- **WHAT TO DO**
Take the line containing "Ok(HttpResponse::Created().json(ApiResponse::ok(comment)))" as the first and the last line of the records below as the end, and please set down only what lies between them exactly, both ends included.

(Saved entries)
******************************
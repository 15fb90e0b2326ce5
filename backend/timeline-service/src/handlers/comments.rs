use actix_web::{web, HttpResponse};
use serde::Deserialize;
use uuid::Uuid;

use super::{parse_optional_id, require_user_id, PageQuery};
use crate::error::Result;
use crate::models::{ApiResponse, PageRequest};
use crate::services::comments::COMMENTS_DEFAULT_LIMIT;
use crate::services::CommentService;
use crate::AppState;

#[derive(Debug, Deserialize)]
#[serde(rename_all = "camelCase")]
pub struct CreateCommentRequest {
    pub user_id: Option<String>,
    #[serde(default)]
    pub content: String,
    pub parent_id: Option<String>,
}

/// GET /posts/{id}/comments
pub async fn list_comments(
    state: web::Data<AppState>,
    path: web::Path<Uuid>,
    query: web::Query<PageQuery>,
) -> Result<HttpResponse> {
    let page = PageRequest::from_query(
        query.page.as_deref(),
        query.limit.as_deref(),
        COMMENTS_DEFAULT_LIMIT,
        state.feed.max_page_size,
    );

    let (comments, pagination) = CommentService::new(state.store.clone())
        .list_comments(path.into_inner(), page)
        .await?;

    Ok(HttpResponse::Ok().json(ApiResponse::paginated(comments, pagination)))
}

/// POST /posts/{id}/comments
pub async fn create_comment(
    state: web::Data<AppState>,
    path: web::Path<Uuid>,
    req: web::Json<CreateCommentRequest>,
) -> Result<HttpResponse> {
    let user_id = require_user_id(req.user_id.as_deref())?;
    let parent_id = parse_optional_id(req.parent_id.as_deref(), "parentId")?;

    let comment = CommentService::new(state.store.clone())
        .create_comment(path.into_inner(), user_id, &req.content, parent_id)
        .await?;

    Ok(HttpResponse::Created().json(ApiResponse::ok(comment)))
}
******************************
- **COMPLETED EXERCISE**
    Ok(HttpResponse::Created().json(ApiResponse::ok(comment)))
}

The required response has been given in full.